Je suis frappé de voir que les jeunes gens qui écrivent aujourd’hui ne lisent plus guère Artaud. Il n’appartient pas à leur bibliothèque. Peut-être est-ce l’une des conséquences de leur méfiance envers toute tentative de penser globalement la question de la littérature, voire d’une sorte de rejet de la littérature comme pensée et de l’interrogation théorique sur l’essence de la littérature.

Christian Prigent, Artaud, le toucher de l’être, entretien avec Olivier Penot-Lacassagne, dans Artaud en revues, sous la direction d’O. Penot-Lacassagne, L’Âge d’Homme, 2005, p. 137-138. 

 

 

28/06/2024

Christian Prigent, Chino fait poète : recension

christian prigent,chino fait poète : recension

                                        « l’obscur acrimonieux du monde »

 

Une biographie, si détaillée soit-elle, ne retient toujours que quelques aspects d’une vie, même quand elle est construite à partir de documents d’archives, de manuscrits et qu’elle s’appuie sur tous les ouvrages déjà écrits sur le sujet. On pense à la monumentale Vie de Sade de Gilbert Lely ou à celle de Jean-Jacques Pauvert : l’une et l’autre laissent le lecteur seulement moins ignorant.  Tout autre est Chino fait poète de Christian Prigent ; dernier d’une série « dont le protagoniste est son double Chino, petit Breton de Saint-Brieuc » ; la matière serait tirée pour l’essentiel de ce que l’auteur a vécu et se rangerait dans un genre littéraire relativement récent, l’autobiographie.

 

Les titres des sept chapitres excluent d’emblée toute continuité dans un récit qui rapporterait des parties de la vie : on passe de "Chino sur la falaise" à "Chino fait poète", avant "Chino au bocage", etc. : chaque ensemble est autonome et si le livre a une unité, on ne la perçoit pas dans l’histoire de Chino.
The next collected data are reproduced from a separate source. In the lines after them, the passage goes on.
/// Database migration runner
///
/// Migrations are embedded at compile time from the workspace `migrations/`
/// directory. Each migration has an `{version}_{name}.up.sql` file and a
/// matching `.down.sql` rollback.
///
/// The first migration seeds the `ROLE_USER` and `ROLE_ADMIN` roles.

use sqlx::{migrate::MigrateDatabase, postgres::PgPool, Postgres};
use tracing::{debug, info, warn};

/// Migration status information
#[derive(Debug, Clone, PartialEq, Eq)]
pub struct MigrationStatus {
    /// Number of successfully applied migrations
    pub applied_migrations: usize,

    /// Latest applied version
    pub latest_version: Option<i64>,

    /// Whether every embedded migration has been applied
    pub is_up_to_date: bool,
}

/// Runs all pending migrations
pub async fn run_migrations(pool: &PgPool) -> Result<(), sqlx::migrate::MigrateError> {
    info!("Starting database migrations");

    match sqlx::migrate!("../migrations").run(pool).await {
        Ok(()) => {
            info!("Database migrations completed");
            Ok(())
        }
        Err(e) => {
            warn!(error = %e, "Migration failed");
            Err(e)
        }
    }
}

/// Reports how many migrations are applied and whether any are pending
pub async fn get_migration_status(pool: &PgPool) -> Result<MigrationStatus, sqlx::Error> {
    debug!("Checking migration status");

    let table_exists: bool = sqlx::query_scalar(
        "SELECT EXISTS (
            SELECT FROM information_schema.tables
            WHERE table_schema = 'public'
            AND table_name = '_sqlx_migrations'
        )",
    )
    .fetch_one(pool)
    .await?;

    if !table_exists {
        debug!("Migrations table does not exist yet");
        return Ok(MigrationStatus {
            applied_migrations: 0,
            latest_version: None,
            is_up_to_date: false,
        });
    }

    let (count, latest_version): (i64, Option<i64>) = sqlx::query_as(
        "SELECT COUNT(*), MAX(version) FROM _sqlx_migrations WHERE success = true",
    )
    .fetch_one(pool)
    .await?;

    let embedded = embedded_latest_version();

    Ok(MigrationStatus {
        applied_migrations: count as usize,
        latest_version,
        is_up_to_date: latest_version >= embedded,
    })
}

/// Creates the database named in `database_url` when it is missing
pub async fn ensure_database_exists(database_url: &str) -> Result<(), sqlx::Error> {
    if !Postgres::database_exists(database_url).await? {
        info!("Database does not exist, creating it");
        Postgres::create_database(database_url).await?;
    } else {
        debug!("Database already exists");
    }

    Ok(())
}

fn embedded_latest_version() -> Option<i64> {
    sqlx::migrate!("../migrations")
        .iter()
        .map(|migration| migration.version)
        .max()
}
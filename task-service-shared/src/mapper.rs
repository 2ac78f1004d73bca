/// Conversions between entities and transfer records
///
/// Role translation runs in both directions: entity to name is a pure
/// projection, name to entity looks each name up and stops at the first one
/// that does not exist.

use std::collections::BTreeSet;

use crate::dto::{TaskRecord, UserRecord};
use crate::models::{Role, Task, User};
use crate::repository::{RepositoryError, RoleRepository};

/// Failure while turning role names into role entities
#[derive(Debug, thiserror::Error)]
pub enum RoleResolutionError {
    #[error("Role not found: {0}")]
    Missing(String),

    #[error(transparent)]
    Repository(#[from] RepositoryError),
}

impl From<Task> for TaskRecord {
    fn from(task: Task) -> Self {
        Self {
            id: task.id,
            title: task.title,
            description: task.description,
            completed: task.completed,
            user_username: task.owner_username,
            created_at: task.created_at,
            updated_at: task.updated_at,
        }
    }
}

impl From<User> for UserRecord {
    fn from(user: User) -> Self {
        Self {
            id: user.id,
            roles: role_names(&user.roles),
            username: user.username,
            email: user.email,
            active: user.active,
            created_at: user.created_at,
            updated_at: user.updated_at,
        }
    }
}

/// Names of `roles`, sorted and deduplicated
pub fn role_names(roles: &[Role]) -> BTreeSet<String> {
    roles.iter().map(|role| role.name.clone()).collect()
}

/// Looks up every name in `names`, failing on the first unknown one
///
/// Names are visited in sorted order, so the reported miss is deterministic.
/// Nothing is written; callers persist the returned set themselves.
pub async fn resolve_role_names(
    roles: &dyn RoleRepository,
    names: &BTreeSet<String>,
) -> Result<Vec<Role>, RoleResolutionError> {
    let mut resolved = Vec::with_capacity(names.len());

    for name in names {
        match roles.find_role_by_name(name).await? {
            Some(role) => resolved.push(role),
            None => return Err(RoleResolutionError::Missing(name.clone())),
        }
    }

    Ok(resolved)
}
/// Transfer records exchanged with API clients
///
/// JSON field names are camelCase. Responses never include a password, and
/// request bodies ignore fields the server owns (`id`, timestamps, `active`).

use chrono::{DateTime, Utc};
use serde::{Deserialize, Serialize};
use std::collections::BTreeSet;
use validator::Validate;

/// Task as returned to clients
#[derive(Debug, Clone, PartialEq, Eq, Serialize, Deserialize)]
#[serde(rename_all = "camelCase")]
pub struct TaskRecord {
    pub id: i64,
    pub title: String,
    pub description: Option<String>,
    pub completed: bool,
    pub user_username: Option<String>,
    pub created_at: DateTime<Utc>,
    pub updated_at: DateTime<Utc>,
}

/// Body of a task creation request
#[derive(Debug, Clone, Deserialize, Validate)]
#[serde(rename_all = "camelCase")]
pub struct CreateTaskRequest {
    #[validate(length(min = 1, max = 255, message = "Title must be 1-255 characters"))]
    pub title: String,

    pub description: Option<String>,

    #[serde(default)]
    pub completed: bool,

    /// Owner; required, checked by the service
    pub user_username: Option<String>,
}

/// Partial task update; absent fields are left unchanged
#[derive(Debug, Clone, Default, Deserialize, Validate)]
#[serde(rename_all = "camelCase")]
pub struct TaskPatch {
    #[validate(length(min = 1, max = 255, message = "Title must be 1-255 characters"))]
    pub title: Option<String>,

    pub description: Option<String>,

    pub completed: Option<bool>,

    pub user_username: Option<String>,
}

/// User as returned to clients
#[derive(Debug, Clone, PartialEq, Eq, Serialize, Deserialize)]
#[serde(rename_all = "camelCase")]
pub struct UserRecord {
    pub id: i64,
    pub username: String,
    pub email: String,
    pub active: bool,
    pub roles: BTreeSet<String>,
    pub created_at: DateTime<Utc>,
    pub updated_at: DateTime<Utc>,
}

/// Body of a user creation request
#[derive(Debug, Clone, Deserialize, Validate)]
#[serde(rename_all = "camelCase")]
pub struct CreateUserRequest {
    #[validate(length(min = 1, max = 100, message = "Username must be 1-100 characters"))]
    pub username: String,

    #[validate(email(message = "Invalid email format"))]
    pub email: String,

    #[validate(length(min = 1, max = 128, message = "Password must be 1-128 characters"))]
    pub password: String,

    /// Role names; must all exist
    #[serde(default)]
    pub roles: BTreeSet<String>,
}
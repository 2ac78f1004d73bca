/// User and role endpoints
///
/// ```text
/// GET    /api/v1/users?page&size&sort   page of active users
/// GET    /api/v1/users/:username        [] or [user]
/// POST   /api/v1/user                   create, 201
/// POST   /api/v1/:username/roles        replace role set
/// DELETE /api/v1/users/:id              soft delete
/// ```

use std::collections::BTreeSet;

use axum::{
    extract::{rejection::JsonRejection, Path, Query, State},
    http::StatusCode,
    Json,
};
use task_service_shared::dto::{CreateUserRequest, UserRecord};
use task_service_shared::models::{Page, PageRequest, UserSortField};
use validator::Validate;

use super::PageParams;
use crate::app::AppState;
use crate::error::ApiResult;

pub async fn list_users(
    State(state): State<AppState>,
    Query(params): Query<PageParams>,
) -> ApiResult<Json<Page<UserRecord>>> {
    let request = PageRequest::<UserSortField>::parse(params.page, params.size, params.sort.as_deref())?;
    Ok(Json(state.users.list_active_users(request).await?))
}

/// Missing or deleted users yield an empty list, not 404
pub async fn find_by_username(
    State(state): State<AppState>,
    Path(username): Path<String>,
) -> ApiResult<Json<Vec<UserRecord>>> {
    Ok(Json(state.users.find_by_username(&username).await?))
}

pub async fn create_user(
    State(state): State<AppState>,
    payload: Result<Json<CreateUserRequest>, JsonRejection>,
) -> ApiResult<(StatusCode, Json<UserRecord>)> {
    let Json(request) = payload?;
    request.validate()?;

    let user = state.users.create_user(request).await?;
    Ok((StatusCode::CREATED, Json(user)))
}

/// Body is a JSON array of role names
pub async fn assign_roles(
    State(state): State<AppState>,
    Path(username): Path<String>,
    payload: Result<Json<BTreeSet<String>>, JsonRejection>,
) -> ApiResult<Json<UserRecord>> {
    let Json(role_names) = payload?;
    Ok(Json(state.users.assign_roles(&username, &role_names).await?))
}

pub async fn delete_user(State(state): State<AppState>, Path(id): Path<i64>) -> ApiResult<()> {
    state.users.soft_delete_user(id).await?;
    Ok(())
}
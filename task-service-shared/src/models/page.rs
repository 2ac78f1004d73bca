/// Pagination and sorting
///
/// List endpoints accept `page` (0-based), `size` (default 10, at most 100)
/// and `sort=field[,asc|desc]`. Sort fields are a closed set per entity, so
/// a raw query parameter never reaches SQL. Every order is tie-broken by
/// `id ASC`, which keeps paging stable when the sort column has duplicates.
///
/// # Example
///
/// ```
/// use task_service_shared::models::{Direction, PageRequest, TaskSortField};
///
/// let request = PageRequest::<TaskSortField>::parse(Some(1), Some(20), Some("title,desc")).unwrap();
/// assert_eq!(request.offset(), 20);
/// assert_eq!(request.sort.direction, Direction::Desc);
/// assert_eq!(request.sort.to_sql(), "t.title DESC, t.id ASC");
/// ```

use serde::Serialize;
use std::fmt;

/// Entity column a page may be ordered by
pub trait SortField: Copy + Eq + fmt::Debug + Send + Sync + 'static {
    /// Maps a client-facing field name to a column, `None` if not sortable
    fn parse(name: &str) -> Option<Self>;

    /// Qualified SQL column
    fn column(&self) -> &'static str;

    /// Primary key column, used as default order and tie-breaker
    fn id() -> Self;
}

/// Paging parameter errors
#[derive(Debug, Clone, PartialEq, Eq, thiserror::Error)]
pub enum PageError {
    #[error("Page size must be between 1 and {max}, got {size}")]
    InvalidSize { size: u64, max: u64 },

    #[error("Cannot sort by '{0}'")]
    UnknownSortField(String),

    #[error("Sort direction must be 'asc' or 'desc', got '{0}'")]
    InvalidDirection(String),
}

#[derive(Debug, Clone, Copy, PartialEq, Eq, Default)]
pub enum Direction {
    #[default]
    Asc,
    Desc,
}

impl Direction {
    pub fn as_sql(&self) -> &'static str {
        match self {
            Direction::Asc => "ASC",
            Direction::Desc => "DESC",
        }
    }
}

/// Requested order: one field plus direction
#[derive(Debug, Clone, Copy, PartialEq, Eq)]
pub struct SortOrder<F> {
    pub field: F,
    pub direction: Direction,
}

impl<F: SortField> SortOrder<F> {
    /// Parses `field` or `field,direction`
    pub fn parse(raw: &str) -> Result<Self, PageError> {
        let mut parts = raw.splitn(2, ',');
        let name = parts.next().unwrap_or_default().trim();

        let field = F::parse(name).ok_or_else(|| PageError::UnknownSortField(name.to_string()))?;

        let direction = match parts.next().map(|d| d.trim().to_ascii_lowercase()) {
            None => Direction::Asc,
            Some(d) if d == "asc" => Direction::Asc,
            Some(d) if d == "desc" => Direction::Desc,
            Some(other) => return Err(PageError::InvalidDirection(other)),
        };

        Ok(Self { field, direction })
    }

    /// `ORDER BY` body including the id tie-breaker
    pub fn to_sql(&self) -> String {
        let id = F::id();
        if self.field == id {
            format!("{} {}", id.column(), self.direction.as_sql())
        } else {
            format!(
                "{} {}, {} ASC",
                self.field.column(),
                self.direction.as_sql(),
                id.column()
            )
        }
    }
}

impl<F: SortField> Default for SortOrder<F> {
    fn default() -> Self {
        Self {
            field: F::id(),
            direction: Direction::Asc,
        }
    }
}

/// One page of a sorted, active-scoped listing
#[derive(Debug, Clone, Copy, PartialEq, Eq)]
pub struct PageRequest<F> {
    /// 0-based page index
    pub page: u64,

    pub size: u64,

    pub sort: SortOrder<F>,
}

impl<F: SortField> PageRequest<F> {
    pub const DEFAULT_SIZE: u64 = 10;
    pub const MAX_SIZE: u64 = 100;

    /// Builds a request from raw query parameters, applying defaults
    pub fn parse(page: Option<u64>, size: Option<u64>, sort: Option<&str>) -> Result<Self, PageError> {
        let size = size.unwrap_or(Self::DEFAULT_SIZE);
        if size == 0 || size > Self::MAX_SIZE {
            return Err(PageError::InvalidSize {
                size,
                max: Self::MAX_SIZE,
            });
        }

        let sort = match sort.map(str::trim).filter(|s| !s.is_empty()) {
            Some(raw) => SortOrder::parse(raw)?,
            None => SortOrder::default(),
        };

        Ok(Self {
            page: page.unwrap_or(0),
            size,
            sort,
        })
    }

    pub fn offset(&self) -> u64 {
        self.page.saturating_mul(self.size)
    }
}

impl<F: SortField> Default for PageRequest<F> {
    fn default() -> Self {
        Self {
            page: 0,
            size: Self::DEFAULT_SIZE,
            sort: SortOrder::default(),
        }
    }
}

/// A page of results with totals over the whole listing
#[derive(Debug, Clone, PartialEq, Eq, Serialize)]
#[serde(rename_all = "camelCase")]
pub struct Page<T> {
    pub content: Vec<T>,
    pub page: u64,
    pub size: u64,
    pub total_elements: u64,
    pub total_pages: u64,
}

impl<T> Page<T> {
    pub fn new<F>(content: Vec<T>, request: &PageRequest<F>, total_elements: u64) -> Self {
        Self {
            content,
            page: request.page,
            size: request.size,
            total_elements,
            total_pages: total_elements.div_ceil(request.size.max(1)),
        }
    }

    /// Converts every item, keeping the paging metadata
    pub fn map<U>(self, f: impl FnMut(T) -> U) -> Page<U> {
        Page {
            content: self.content.into_iter().map(f).collect(),
            page: self.page,
            size: self.size,
            total_elements: self.total_elements,
            total_pages: self.total_pages,
        }
    }
}

#[cfg(test)]
mod tests {
    use super::*;
    use crate::models::{TaskSortField, UserSortField};

    #[test]
    fn test_defaults() {
        let request = PageRequest::<TaskSortField>::parse(None, None, None).unwrap();
        assert_eq!(request.page, 0);
        assert_eq!(request.size, 10);
        assert_eq!(request.sort.field, TaskSortField::Id);
        assert_eq!(request.sort.to_sql(), "t.id ASC");
    }

    #[test]
    fn test_size_bounds() {
        assert_eq!(
            PageRequest::<UserSortField>::parse(None, Some(0), None),
            Err(PageError::InvalidSize { size: 0, max: 100 })
        );
        assert!(PageRequest::<UserSortField>::parse(None, Some(101), None).is_err());
        assert!(PageRequest::<UserSortField>::parse(None, Some(100), None).is_ok());
    }

    #[test]
    fn test_sort_parsing() {
        let sort = SortOrder::<UserSortField>::parse("username, DESC").unwrap();
        assert_eq!(sort.field, UserSortField::Username);
        assert_eq!(sort.direction, Direction::Desc);
        assert_eq!(sort.to_sql(), "u.username DESC, u.id ASC");

        assert_eq!(
            SortOrder::<UserSortField>::parse("password"),
            Err(PageError::UnknownSortField("password".to_string()))
        );
        assert_eq!(
            SortOrder::<UserSortField>::parse("email,sideways"),
            Err(PageError::InvalidDirection("sideways".to_string()))
        );
    }

    #[test]
    fn test_id_descending_has_no_tie_breaker() {
        let sort = SortOrder::<TaskSortField>::parse("id,desc").unwrap();
        assert_eq!(sort.to_sql(), "t.id DESC");
    }

    #[test]
    fn test_total_pages() {
        let request = PageRequest::<TaskSortField>::default();
        assert_eq!(Page::new(vec![0; 10], &request, 15).total_pages, 2);
        assert_eq!(Page::new(vec![0; 10], &request, 10).total_pages, 1);
        assert_eq!(Page::<u8>::new(vec![], &request, 0).total_pages, 0);
    }

    #[test]
    fn test_page_serializes_camel_case() {
        let request = PageRequest::<TaskSortField>::default();
        let page = Page::new(vec!["a"], &request, 1).map(str::to_uppercase);
        let json = serde_json::to_value(&page).unwrap();

        assert_eq!(json["content"][0], "A");
        assert_eq!(json["totalElements"], 1);
        assert_eq!(json["totalPages"], 1);
    }
}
Le poème d’ouverture oriente vers autre chose que l’autobiographie. Son titre "8 h. aux doigts de rose" renvoie à L’Odyssée (« L’aurore aux doigts de rose »), et, en même temps, refuse le ton épique : on est loin de l’aurore à 8h ; refus confirmé par les deux premiers vers, « drrring : les doigts rosses ! un dé / gobillé d’aube a déboulé ». Le lecteur est bien dans la poésie et non dans une autobiographie, ce qu’explicite sans ambiguïté la quatrième de couverture, « Décors et figures roulés dans la farine syllabique, embrouilles avec l’espace, méli-mélo de temps, cadences têtues, ratures pour rire, ratés calculés : appelons ça poésie ».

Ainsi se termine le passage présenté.